Cocoa commodities trader Transmar supplied big chocolate firms such as Mars and Hershey. ©iStock/iacona
Cocoa commodities trader Transmar supplied big chocolate firms such as Mars and Hershey. ©iStock/iacona

Former executives of bankrupt cocoa trader Transmar are facing fraud charges in a US federal court.

Peter G. Johnson (former president, chairman and CEO) , Peter B. Johnson (G. Johnson’s son and head of operations of European affiliate Euromar) and Thomas Reich (vp of Transmar’s finance department) were indicted on August 8 at a court in New York.

The trio is accused of conspiracy to commit bank fraud and wire fraud affecting a financial institution by misrepresenting information to secure up to $400m credit with banks.

Bankruptcy filings

Transmar had over 350 customers worldwide and supplied major chocolate firms, including Mars, Hershey, Nestlé and Barry Callebaut.

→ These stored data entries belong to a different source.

//! `spark max-length`: maximum additional wire length queries.

use spark_antenna::{AllowedLength, AntennaChecker};
use spark_db::Design;

use crate::pipeline::{build_checker, load_project};
use crate::{GlobalArgs, MaxLengthArgs, ReportFormat};

/// One printable row of the allowance table.
struct Row {
    net: String,
    layer: String,
    length: AllowedLength,
}

/// Runs the `spark max-length` command.
///
/// With `--net` and `--layer` answers one query; otherwise prints every
/// limited (net, layer) pair of the design.
pub fn run(args: &MaxLengthArgs, global: &GlobalArgs) -> Result<i32, Box<dyn std::error::Error>> {
    let project = load_project(global)?;
    let mut checker = build_checker(&project)?;
    let rows = match (&args.net, &args.layer) {
        (Some(net), Some(layer)) => {
            let length = checker.find_max_allowed_length(&project.design, net, layer)?;
            vec![Row {
                net: net.clone(),
                layer: layer.clone(),
                length,
            }]
        }
        _ => table(&mut checker, &project.design),
    };

    match args.format {
        ReportFormat::Text => {
            if rows.is_empty() && !global.quiet {
                println!("no net is limited by a PAR rule");
            }
            for row in &rows {
                println!("{}", format_row(row));
            }
        }
        ReportFormat::Json => {
            let json: Vec<_> = rows
                .iter()
                .map(|row| {
                    serde_json::json!({
                        "net": row.net,
                        "layer": row.layer,
                        "length": row.length,
                    })
                })
                .collect();
            println!("{}", serde_json::to_string_pretty(&json)?);
        }
    }
    Ok(0)
}

/// Builds the full table, naming nets and layers.
fn table(checker: &mut AntennaChecker, design: &Design) -> Vec<Row> {
    checker
        .find_max_wire_length(design)
        .into_iter()
        .filter_map(|(key, length)| {
            let layer = design.tech.layer_at_level(key.level)?;
            Some(Row {
                net: design.net(key.net).name.clone(),
                layer: design.tech.layer(layer).name.clone(),
                length,
            })
        })
        .collect()
}

fn format_row(row: &Row) -> String {
    match row.length {
        AllowedLength::Unbounded => format!("{} {}: unbounded", row.net, row.layer),
        AllowedLength::Limited(limit) => format!(
            "{} {}: {} dbu allowed ({} dbu routed)",
            row.net, row.layer, limit.allowed_length, limit.current_length
        ),
    }
}

#[cfg(test)]
mod tests {
    use super::*;
    use crate::pipeline::{test_globals, write_test_project, Project};
    use spark_antenna::LengthLimit;
    use tempfile::TempDir;

    fn args(net: Option<&str>, layer: Option<&str>) -> MaxLengthArgs {
        MaxLengthArgs {
            net: net.map(str::to_string),
            layer: layer.map(str::to_string),
            format: ReportFormat::Text,
        }
    }

    fn project(n0_length: i32) -> (TempDir, Project) {
        let tmp = TempDir::new().unwrap();
        let config = write_test_project(tmp.path(), n0_length, "");
        let project = load_project(&test_globals(&config)).unwrap();
        (tmp, project)
    }

    #[test]
    fn single_query_and_table() {
        let tmp = TempDir::new().unwrap();
        let config = write_test_project(tmp.path(), 3000, "");
        let global = test_globals(&config);
        assert_eq!(run(&args(Some("n0"), Some("met1")), &global).unwrap(), 0);
        assert_eq!(run(&args(None, None), &global).unwrap(), 0);
        assert!(run(&args(Some("n0"), Some("via1")), &global).is_err());
        assert!(run(&args(Some("nope"), Some("met1")), &global).is_err());
    }

    #[test]
    fn table_names_nets_and_layers() {
        let (_tmp, project) = project(3000);
        let mut checker = build_checker(&project).unwrap();
        let rows = table(&mut checker, &project.design);
        // Only met1 carries a PAR rule.
        let lines: Vec<_> = rows.iter().map(format_row).collect();
        assert_eq!(
            lines,
            vec![
                "n0 met1: 5000 dbu allowed (3000 dbu routed)",
                "n1 met1: 8000 dbu allowed (0 dbu routed)",
            ]
        );
    }

    #[test]
    fn unbounded_row() {
        let row = Row {
            net: "n0".to_string(),
            layer: "met2".to_string(),
            length: AllowedLength::Unbounded,
        };
        assert_eq!(format_row(&row), "n0 met2: unbounded");
        let row = Row {
            length: AllowedLength::Limited(LengthLimit {
                allowed_length: 1,
                current_length: 2,
            }),
            ..row
        };
        assert_eq!(format_row(&row), "n0 met2: 1 dbu allowed (2 dbu routed)");
    }
}
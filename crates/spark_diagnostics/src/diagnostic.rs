//! Structured diagnostic messages with severity, codes, locations and notes.

use crate::code::DiagnosticCode;
use crate::location::Location;
use crate::severity::Severity;
use serde::{Deserialize, Serialize};

/// A structured diagnostic message.
///
/// Each diagnostic includes a severity level, a code, a primary message and
/// a layout [`Location`], plus optional notes and help text.
#[derive(Clone, Debug, Serialize, Deserialize)]
pub struct Diagnostic {
    /// The severity level of this diagnostic.
    pub severity: Severity,
    /// The code identifying the kind of diagnostic.
    pub code: DiagnosticCode,
    /// The main diagnostic message.
    pub message: String,
    /// Where in the design the finding applies.
    pub location: Location,
    /// Explanatory footnotes (e.g., "note: ...").
    pub notes: Vec<String>,
    /// Actionable suggestions (e.g., "help: ...").
    pub help: Vec<String>,
}

impl Diagnostic {
    fn with_severity(
        severity: Severity,
        code: DiagnosticCode,
        message: impl Into<String>,
        location: Location,
    ) -> Self {
        Self {
            severity,
            code,
            message: message.into(),
            location,
            notes: Vec::new(),
            help: Vec::new(),
        }
    }

    /// Creates a new error diagnostic.
    pub fn error(code: DiagnosticCode, message: impl Into<String>, location: Location) -> Self {
        Self::with_severity(Severity::Error, code, message, location)
    }

    /// Creates a new warning diagnostic.
    pub fn warning(code: DiagnosticCode, message: impl Into<String>, location: Location) -> Self {
        Self::with_severity(Severity::Warning, code, message, location)
    }

    /// Creates a new informational note.
    pub fn note(code: DiagnosticCode, message: impl Into<String>, location: Location) -> Self {
        Self::with_severity(Severity::Note, code, message, location)
    }

    /// Adds a note to this diagnostic.
    pub fn with_note(mut self, note: impl Into<String>) -> Self {
        self.notes.push(note.into());
        self
    }

    /// Adds a help message to this diagnostic.
    pub fn with_help(mut self, help: impl Into<String>) -> Self {
        self.help.push(help.into());
        self
    }
}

The company filed for bankruptcy after its European affiliate Euromar Commodities GMBH became insolvent.

German cocoa processor Euromar filed for bankruptcy and suspended operations in August 2016 after taking a position on the London futures market that proved costly when the pound weakened after the UK’s Brexit vote.

Swiss commodity merchant ECOM agreed to buy  Euromar Commodities GmbH's factory near Berlin earlier this year, according to Reuters, subject to regulatory approval.

Transmar Commodity Group Ltd filed for bankruptcy on December 31, 2016, owing banks around $360m at the time.

Criminal fraud case

The US criminal case alleges Johnson, Johnson and Reich “schemed to misrepresent material information about Transmar’s finances, making it appear that Transmar had far more credit-eligible collateral than it actually had”.

The indictment alleges Reich – directed by Johnson and Johnson – claimed previously sold assets and fake accounts as collateral from 2014 to November 2016.

This allegedly helped family-run cocoa commodity trading company Transmar Commodity Group Ltd. secure a credit facility of between $250m to $400m.

The three men have been released on bail. They face up to 30 years in prison for each count.

Shalom D. Stone, a lawyer at Stone Conroy LLC and counsel for one defendant told this site: "Mr. Peter B. Johnson has done nothing improper or illegal. He looks forward to his day in court. He is confident that he will be exonerated."

ConfectioneryNews has contacted lawyers for the other defendants for comment and is awaiting a response.

Case:

United States of America v Peter G. Johnson, Peter B. Johnson and Thomas Reich
US District Court, Southern District of New York
Case No. 17-cr-00482.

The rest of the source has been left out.